A 2015 study assessed humans with a common genetic polymorphism that inhibits the breakdown of anandamide and mice who had been treated to have the same genetic modification. The results showed that in both mice and humans, higher levels of anandamide (due to reduced breakdown) resulted in improved fear processing and reduced anxiety behaviours.
From this, it seems that anandamide plays a role in improving the relationship between the amygdala, the part of the brain that receives fear and stress inputs, and the prefrontal cortex which responds with behaviours and emotions.
Essentially, by having this genetic change the brains connections and ability to assimilate fear-based inputs were increased resulting in overall happier and less anxious individuals.
The other key endocannabinoid 2-AG is thought to have reign over the brain and nervous system while anandamides’ influence is spread more systemically.
There are many other endocannabinoids such as PEA and NADA, many of these are in present in minuscule numbers, yet play key roles in pain, inflammation and immunity – making them super intriguing for treating conditions of chronic pain and autoimmune disorders.
Other important players in the ECS symphony are the enzymes that synthesize endocannabinoids and those that degrade them once they’ve completed their function.
Another difference between endocannabinoids and neurotransmitters is that the former are synthesized on demand. Where neurotransmitters are generally already patiently waiting in the presynaptic vesicles, the body creates endocannabinoids – moment by moment- as they are required.
Finally, there are the all-important receptors that are stimulated by endocannabinoids and medical cannabis treatments. The two main cannabinoid receptors are both G protein-coupled receptors, referred to as CB1 and CB2.
Both receptors are found dispersed throughout the body with different areas of density.

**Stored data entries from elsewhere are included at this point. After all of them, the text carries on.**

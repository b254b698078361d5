//! HTTP handlers for the `/products` resource.
//!
//! Each handler performs one store operation (two for update and delete,
//! which look the product up first) and maps the outcome to a response.
//! Lookup-then-write sequences are not atomic: a concurrent delete between
//! the two calls surfaces as a 404 from update and as a no-op from delete.

use crate::dtos::{CreateProductRequest, MessageResponse, ProductResponse, UpdateProductRequest};
use crate::models::Product;
use crate::services::StoreError;
use crate::startup::AppState;
use axum::{
    extract::{Path, State},
    http::StatusCode,
    Json,
};
use service_core::error::AppError;
use service_core::extract::JsonBody;

pub const PRODUCT_NOT_FOUND: &str = "Product not found";
pub const NO_PRODUCTS_WITH_NAME: &str = "No products found with that name";
pub const PRODUCT_DELETED: &str = "Product deleted";
pub const ALL_PRODUCTS_DELETED: &str = "All products deleted";

/// Reads and deletes: every store failure is a 500 carrying its message.
fn read_failure(err: StoreError) -> AppError {
    tracing::error!(error = %err, "Product store read failed");
    AppError::DatabaseError(anyhow::Error::new(err))
}

/// Writes: the store rejected the input, 400 carrying its message.
fn write_failure(err: StoreError) -> AppError {
    tracing::warn!(error = %err, "Product store rejected write");
    AppError::BadRequest(anyhow::Error::new(err))
}

fn product_not_found() -> AppError {
    AppError::NotFound(anyhow::anyhow!(PRODUCT_NOT_FOUND))
}

fn to_responses(products: Vec<Product>) -> Vec<ProductResponse> {
    products.into_iter().map(ProductResponse::from).collect()
}

pub async fn list_products(
    State(state): State<AppState>,
) -> Result<Json<Vec<ProductResponse>>, AppError> {
    let products = state.store.find_all().await.map_err(read_failure)?;
    tracing::debug!(count = products.len(), "Listed products");

    Ok(Json(to_responses(products)))
}

pub async fn get_product(
    State(state): State<AppState>,
    Path(id): Path<String>,
) -> Result<Json<ProductResponse>, AppError> {
    let product = state
        .store
        .find_by_id(&id)
        .await
        .map_err(read_failure)?
        .ok_or_else(product_not_found)?;

    Ok(Json(ProductResponse::from(product)))
}

/// `GET /products/name/:name`: case-insensitive pattern match on the name.
pub async fn search_products_by_name(
    State(state): State<AppState>,
    Path(name): Path<String>,
) -> Result<Json<Vec<ProductResponse>>, AppError> {
    let products = state
        .store
        .search_by_name(&name)
        .await
        .map_err(read_failure)?;

    if products.is_empty() {
        return Err(AppError::NotFound(anyhow::anyhow!(NO_PRODUCTS_WITH_NAME)));
    }

    tracing::debug!(pattern = %name, count = products.len(), "Matched products by name");
    Ok(Json(to_responses(products)))
}

/// `GET /products/name/exact/:name`: name must match byte for byte.
pub async fn get_products_by_exact_name(
    State(state): State<AppState>,
    Path(name): Path<String>,
) -> Result<Json<Vec<ProductResponse>>, AppError> {
    let products = state
        .store
        .find_by_name(&name)
        .await
        .map_err(read_failure)?;

    if products.is_empty() {
        return Err(AppError::NotFound(anyhow::anyhow!(NO_PRODUCTS_WITH_NAME)));
    }

    Ok(Json(to_responses(products)))
}

pub async fn create_product(
    State(state): State<AppState>,
    JsonBody(payload): JsonBody<CreateProductRequest>,
) -> Result<(StatusCode, Json<ProductResponse>), AppError> {
    let product = state
        .store
        .insert(payload.into())
        .await
        .map_err(write_failure)?;

    tracing::info!(
        product_id = ?product.id,
        name = %product.name,
        "Created product"
    );

    Ok((StatusCode::CREATED, Json(ProductResponse::from(product))))
}

pub async fn update_product(
    State(state): State<AppState>,
    Path(id): Path<String>,
    JsonBody(payload): JsonBody<UpdateProductRequest>,
) -> Result<Json<ProductResponse>, AppError> {
    let mut product = state
        .store
        .find_by_id(&id)
        .await
        .map_err(write_failure)?
        .ok_or_else(product_not_found)?;

    product.merge(payload.into());

    let updated = state.store.save(product).await.map_err(|e| match e {
        StoreError::NotFound(_) => product_not_found(),
        other => write_failure(other),
    })?;

    tracing::info!(product_id = %id, "Updated product");
    Ok(Json(ProductResponse::from(updated)))
}

pub async fn delete_product(
    State(state): State<AppState>,
    Path(id): Path<String>,
) -> Result<Json<MessageResponse>, AppError> {
    state
        .store
        .find_by_id(&id)
        .await
        .map_err(read_failure)?
        .ok_or_else(product_not_found)?;

    state.store.delete_by_id(&id).await.map_err(read_failure)?;

    tracing::info!(product_id = %id, "Deleted product");
    Ok(Json(MessageResponse::new(PRODUCT_DELETED)))
}

pub async fn delete_all_products(
    State(state): State<AppState>,
) -> Result<Json<MessageResponse>, AppError> {
    let removed = state.store.delete_all().await.map_err(read_failure)?;

    tracing::info!(removed, "Deleted all products");
    Ok(Json(MessageResponse::new(ALL_PRODUCTS_DELETED)))
}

CB1 receptors are abundant in the brain and nervous system and are primarily famous for their interaction with THC – facilitating the intoxicating effects of cannabis.
Beyond the euphoric effects, CB1 receptors also contribute to maintaining biological balance via processes in the nervous and endocrine systems. In modulating hormonal release, influencing serotonin, dopamine and regulatory pathways they have both a direct and indirect role in mood, sleep, stress and pain.
CB1 receptors are also found in the cardiovascular and digestive system. In the heart, CB1 receptors moderate dilation and contraction of vessels thereby maintaining blood pressure, in the gastrointestinal tract they have influence over appetite hormones, motility and secretions.
CB2 receptors do not modulate the euphoric or intoxicating effects of cannabis or endocannabinoids but have a strong presence in the immune and reproductive systems. They are key mediators in the regulation of inflammation, pain and digestion, while in the skeletal system they are believed to play a role in maintaining bone density.
Numerous other receptors play a part in this orchestra. For example, cannabidiol (CBD), which is the dominant cannabinoid used for treating pets, interacts with other receptors such as TRPV’s and PPAR’s, as well as indirectly influencing ECS processes.
It is the activation of these receptors that are thought to account for CBD’s positive benefits in neuroprotection, pain and inflammatory conditions.
The bliss endocannabinoid, anandamide, has been shown to interact with serotonin receptors resulting in improved mood and pain relief.
Different animals express varying levels of these receptors making them more or less susceptible to the effects of endocannabinoids and medical cannabis treatments.
In particular dogs and cats seem to have slightly different expressions of ECS components, making it incredibly important that medicinal cannabis prescriptions are administered by a trained veterinary doctor for the safety of the animals.